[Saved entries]
****************

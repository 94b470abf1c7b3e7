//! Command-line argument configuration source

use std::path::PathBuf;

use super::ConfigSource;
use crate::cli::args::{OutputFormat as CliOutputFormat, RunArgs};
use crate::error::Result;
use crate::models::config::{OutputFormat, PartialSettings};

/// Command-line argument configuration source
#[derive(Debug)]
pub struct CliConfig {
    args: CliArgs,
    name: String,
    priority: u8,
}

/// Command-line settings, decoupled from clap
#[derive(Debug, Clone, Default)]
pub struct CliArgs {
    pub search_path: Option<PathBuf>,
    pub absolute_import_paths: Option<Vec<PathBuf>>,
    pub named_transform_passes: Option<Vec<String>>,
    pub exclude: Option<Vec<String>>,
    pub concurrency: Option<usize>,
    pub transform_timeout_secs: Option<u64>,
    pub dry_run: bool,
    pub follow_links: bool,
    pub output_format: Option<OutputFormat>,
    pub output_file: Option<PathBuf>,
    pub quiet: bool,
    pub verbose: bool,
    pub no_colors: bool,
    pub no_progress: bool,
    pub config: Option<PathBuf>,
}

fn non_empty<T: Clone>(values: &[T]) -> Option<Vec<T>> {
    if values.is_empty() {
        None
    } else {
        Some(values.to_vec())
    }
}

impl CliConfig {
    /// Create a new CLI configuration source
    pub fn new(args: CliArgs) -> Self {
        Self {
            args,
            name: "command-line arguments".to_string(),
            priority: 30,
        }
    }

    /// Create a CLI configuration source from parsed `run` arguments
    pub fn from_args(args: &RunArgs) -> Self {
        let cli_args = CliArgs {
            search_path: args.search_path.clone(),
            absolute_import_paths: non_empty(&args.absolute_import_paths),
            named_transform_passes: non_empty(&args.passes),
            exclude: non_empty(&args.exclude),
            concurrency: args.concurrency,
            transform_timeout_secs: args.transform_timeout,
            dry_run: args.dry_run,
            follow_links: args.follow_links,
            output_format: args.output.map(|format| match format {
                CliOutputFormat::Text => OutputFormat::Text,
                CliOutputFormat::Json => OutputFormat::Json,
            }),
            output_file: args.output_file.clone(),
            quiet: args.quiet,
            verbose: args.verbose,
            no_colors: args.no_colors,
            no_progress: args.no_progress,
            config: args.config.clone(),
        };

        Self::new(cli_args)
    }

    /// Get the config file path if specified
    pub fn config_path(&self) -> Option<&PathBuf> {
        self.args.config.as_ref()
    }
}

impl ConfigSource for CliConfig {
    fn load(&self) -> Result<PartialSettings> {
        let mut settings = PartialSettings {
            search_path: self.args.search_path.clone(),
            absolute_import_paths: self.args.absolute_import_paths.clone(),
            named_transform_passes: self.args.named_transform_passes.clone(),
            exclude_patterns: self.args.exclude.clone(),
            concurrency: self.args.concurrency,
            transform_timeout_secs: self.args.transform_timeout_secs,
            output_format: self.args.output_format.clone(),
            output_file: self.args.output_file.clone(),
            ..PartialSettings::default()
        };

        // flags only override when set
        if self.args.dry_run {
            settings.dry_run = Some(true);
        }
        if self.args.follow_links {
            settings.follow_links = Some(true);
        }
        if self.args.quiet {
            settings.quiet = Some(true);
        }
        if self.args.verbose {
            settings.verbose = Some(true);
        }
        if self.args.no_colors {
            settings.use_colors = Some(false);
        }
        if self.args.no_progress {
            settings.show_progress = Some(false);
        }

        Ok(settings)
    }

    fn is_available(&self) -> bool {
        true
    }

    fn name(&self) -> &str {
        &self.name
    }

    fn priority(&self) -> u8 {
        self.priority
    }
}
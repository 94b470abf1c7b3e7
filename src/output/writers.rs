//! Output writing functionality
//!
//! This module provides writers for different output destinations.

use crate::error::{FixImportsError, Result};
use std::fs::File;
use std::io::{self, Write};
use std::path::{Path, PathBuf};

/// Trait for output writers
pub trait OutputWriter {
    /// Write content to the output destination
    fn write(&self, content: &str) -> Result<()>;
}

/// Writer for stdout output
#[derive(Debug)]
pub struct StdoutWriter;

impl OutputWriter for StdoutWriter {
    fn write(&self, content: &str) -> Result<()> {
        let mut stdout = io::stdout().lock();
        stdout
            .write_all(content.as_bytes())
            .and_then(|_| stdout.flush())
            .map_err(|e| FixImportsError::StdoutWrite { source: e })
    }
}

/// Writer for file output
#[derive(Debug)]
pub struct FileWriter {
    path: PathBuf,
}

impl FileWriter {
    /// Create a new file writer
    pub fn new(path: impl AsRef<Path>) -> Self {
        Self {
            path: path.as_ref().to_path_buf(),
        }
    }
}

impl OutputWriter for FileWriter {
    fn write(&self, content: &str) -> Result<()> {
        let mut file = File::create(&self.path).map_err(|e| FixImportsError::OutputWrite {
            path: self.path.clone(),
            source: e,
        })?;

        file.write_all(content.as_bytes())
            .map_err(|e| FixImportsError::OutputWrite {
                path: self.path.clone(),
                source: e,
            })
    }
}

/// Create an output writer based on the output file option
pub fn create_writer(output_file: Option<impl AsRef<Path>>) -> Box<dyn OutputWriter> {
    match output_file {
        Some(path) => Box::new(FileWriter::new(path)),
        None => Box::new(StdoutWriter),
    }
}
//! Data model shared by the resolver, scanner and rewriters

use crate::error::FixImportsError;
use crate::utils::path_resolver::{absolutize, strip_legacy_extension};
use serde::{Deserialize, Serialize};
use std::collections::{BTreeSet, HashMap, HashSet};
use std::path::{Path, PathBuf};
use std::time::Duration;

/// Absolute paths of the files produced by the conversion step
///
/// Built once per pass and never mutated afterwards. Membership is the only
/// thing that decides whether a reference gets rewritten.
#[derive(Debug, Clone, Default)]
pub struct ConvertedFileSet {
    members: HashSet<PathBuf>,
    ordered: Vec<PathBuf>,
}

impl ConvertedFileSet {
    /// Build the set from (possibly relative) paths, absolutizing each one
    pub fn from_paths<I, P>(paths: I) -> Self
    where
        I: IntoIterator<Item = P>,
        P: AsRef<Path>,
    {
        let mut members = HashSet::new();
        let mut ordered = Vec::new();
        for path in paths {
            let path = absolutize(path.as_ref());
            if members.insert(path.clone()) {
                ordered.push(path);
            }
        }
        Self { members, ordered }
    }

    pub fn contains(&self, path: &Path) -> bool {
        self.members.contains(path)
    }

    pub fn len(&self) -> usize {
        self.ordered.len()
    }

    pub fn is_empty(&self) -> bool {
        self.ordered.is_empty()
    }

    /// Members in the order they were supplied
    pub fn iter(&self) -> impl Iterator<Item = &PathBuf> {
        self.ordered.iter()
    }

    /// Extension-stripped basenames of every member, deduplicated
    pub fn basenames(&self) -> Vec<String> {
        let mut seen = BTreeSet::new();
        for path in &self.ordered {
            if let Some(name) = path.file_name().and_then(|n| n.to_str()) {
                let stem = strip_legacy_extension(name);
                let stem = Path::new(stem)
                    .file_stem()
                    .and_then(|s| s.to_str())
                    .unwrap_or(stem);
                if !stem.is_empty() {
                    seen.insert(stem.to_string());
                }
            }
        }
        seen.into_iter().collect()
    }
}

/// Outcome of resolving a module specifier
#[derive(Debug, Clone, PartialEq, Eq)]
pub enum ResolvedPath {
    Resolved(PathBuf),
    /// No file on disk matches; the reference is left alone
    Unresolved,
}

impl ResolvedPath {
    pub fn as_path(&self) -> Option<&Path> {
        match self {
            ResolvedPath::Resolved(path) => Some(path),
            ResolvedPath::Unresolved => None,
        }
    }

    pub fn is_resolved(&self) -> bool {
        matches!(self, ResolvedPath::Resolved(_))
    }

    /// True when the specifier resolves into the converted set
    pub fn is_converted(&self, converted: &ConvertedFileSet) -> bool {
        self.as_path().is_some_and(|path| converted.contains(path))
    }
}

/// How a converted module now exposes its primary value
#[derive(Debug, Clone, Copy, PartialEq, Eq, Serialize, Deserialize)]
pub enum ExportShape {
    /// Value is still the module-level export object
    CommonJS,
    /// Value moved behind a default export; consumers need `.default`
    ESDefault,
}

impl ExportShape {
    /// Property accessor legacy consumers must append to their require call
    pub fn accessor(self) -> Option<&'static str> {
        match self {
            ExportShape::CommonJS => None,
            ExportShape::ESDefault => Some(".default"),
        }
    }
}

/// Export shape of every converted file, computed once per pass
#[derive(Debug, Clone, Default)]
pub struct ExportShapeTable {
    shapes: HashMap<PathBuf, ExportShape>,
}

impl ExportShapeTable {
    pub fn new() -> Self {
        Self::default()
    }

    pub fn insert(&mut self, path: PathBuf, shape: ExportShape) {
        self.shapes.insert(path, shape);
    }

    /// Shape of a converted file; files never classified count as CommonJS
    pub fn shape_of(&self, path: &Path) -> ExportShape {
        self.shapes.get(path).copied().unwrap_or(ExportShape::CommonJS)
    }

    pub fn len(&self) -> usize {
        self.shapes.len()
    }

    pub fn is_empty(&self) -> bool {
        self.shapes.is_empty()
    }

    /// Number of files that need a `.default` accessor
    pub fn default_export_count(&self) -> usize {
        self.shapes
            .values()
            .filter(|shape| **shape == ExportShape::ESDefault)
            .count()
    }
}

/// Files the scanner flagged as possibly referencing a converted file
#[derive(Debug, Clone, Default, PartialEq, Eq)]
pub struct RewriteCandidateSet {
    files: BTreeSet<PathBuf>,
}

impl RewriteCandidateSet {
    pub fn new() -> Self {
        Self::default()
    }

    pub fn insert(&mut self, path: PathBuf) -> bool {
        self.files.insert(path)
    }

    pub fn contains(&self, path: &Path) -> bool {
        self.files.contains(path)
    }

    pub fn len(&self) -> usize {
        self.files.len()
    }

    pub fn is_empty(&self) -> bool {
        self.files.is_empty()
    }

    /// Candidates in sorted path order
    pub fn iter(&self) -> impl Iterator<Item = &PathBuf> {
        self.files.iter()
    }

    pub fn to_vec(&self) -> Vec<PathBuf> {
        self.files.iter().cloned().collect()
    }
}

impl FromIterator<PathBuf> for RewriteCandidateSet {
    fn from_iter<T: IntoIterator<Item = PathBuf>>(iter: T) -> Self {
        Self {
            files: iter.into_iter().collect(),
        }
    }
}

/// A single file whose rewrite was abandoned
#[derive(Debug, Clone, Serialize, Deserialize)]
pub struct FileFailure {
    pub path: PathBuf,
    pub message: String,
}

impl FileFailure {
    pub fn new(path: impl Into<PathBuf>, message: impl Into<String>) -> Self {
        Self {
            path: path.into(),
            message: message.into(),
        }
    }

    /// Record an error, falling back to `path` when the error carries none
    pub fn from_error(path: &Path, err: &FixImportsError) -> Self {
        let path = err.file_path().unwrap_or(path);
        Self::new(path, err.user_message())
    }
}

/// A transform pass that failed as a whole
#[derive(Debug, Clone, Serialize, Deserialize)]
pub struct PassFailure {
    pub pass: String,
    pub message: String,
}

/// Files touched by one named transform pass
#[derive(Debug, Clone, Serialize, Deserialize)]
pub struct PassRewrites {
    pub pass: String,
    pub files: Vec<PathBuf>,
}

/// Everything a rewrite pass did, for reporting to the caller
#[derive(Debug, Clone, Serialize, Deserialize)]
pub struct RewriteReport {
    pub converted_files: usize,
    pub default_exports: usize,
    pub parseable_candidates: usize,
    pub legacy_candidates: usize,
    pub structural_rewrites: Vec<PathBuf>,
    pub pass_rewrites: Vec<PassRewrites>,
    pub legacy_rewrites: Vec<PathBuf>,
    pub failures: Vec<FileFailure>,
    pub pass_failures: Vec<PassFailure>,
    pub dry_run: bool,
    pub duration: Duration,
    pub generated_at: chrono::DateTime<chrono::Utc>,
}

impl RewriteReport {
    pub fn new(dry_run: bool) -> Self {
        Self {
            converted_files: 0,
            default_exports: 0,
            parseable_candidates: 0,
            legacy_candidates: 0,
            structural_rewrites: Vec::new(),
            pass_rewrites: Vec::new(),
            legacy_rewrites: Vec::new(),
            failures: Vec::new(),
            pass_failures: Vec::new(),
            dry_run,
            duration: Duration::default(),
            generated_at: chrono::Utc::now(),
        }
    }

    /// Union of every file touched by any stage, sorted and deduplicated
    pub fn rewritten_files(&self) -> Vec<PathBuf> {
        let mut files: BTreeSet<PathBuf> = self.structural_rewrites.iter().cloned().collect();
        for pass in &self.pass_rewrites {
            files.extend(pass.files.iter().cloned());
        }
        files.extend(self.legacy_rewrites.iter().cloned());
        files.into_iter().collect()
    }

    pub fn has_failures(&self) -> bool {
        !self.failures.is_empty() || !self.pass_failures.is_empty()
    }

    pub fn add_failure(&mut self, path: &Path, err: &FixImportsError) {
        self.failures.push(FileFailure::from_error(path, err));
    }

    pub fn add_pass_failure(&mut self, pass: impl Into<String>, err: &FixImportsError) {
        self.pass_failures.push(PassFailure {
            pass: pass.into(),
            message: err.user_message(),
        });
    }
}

****************

→ **Assigned task**: Beginning at the line with "file.write_all(content.as_bytes())" and ending at the line with "scanner and rewriters", reproduce each line of the data above exactly, and add no other lines.

→ **Exercise answer**:
        file.write_all(content.as_bytes())
            .map_err(|e| FixImportsError::OutputWrite {
                path: self.path.clone(),
                source: e,
            })
    }
}

/// Create an output writer based on the output file option
pub fn create_writer(output_file: Option<impl AsRef<Path>>) -> Box<dyn OutputWriter> {
    match output_file {
        Some(path) => Box::new(FileWriter::new(path)),
        None => Box::new(StdoutWriter),
    }
}
//! Data model shared by the resolver, scanner and rewriters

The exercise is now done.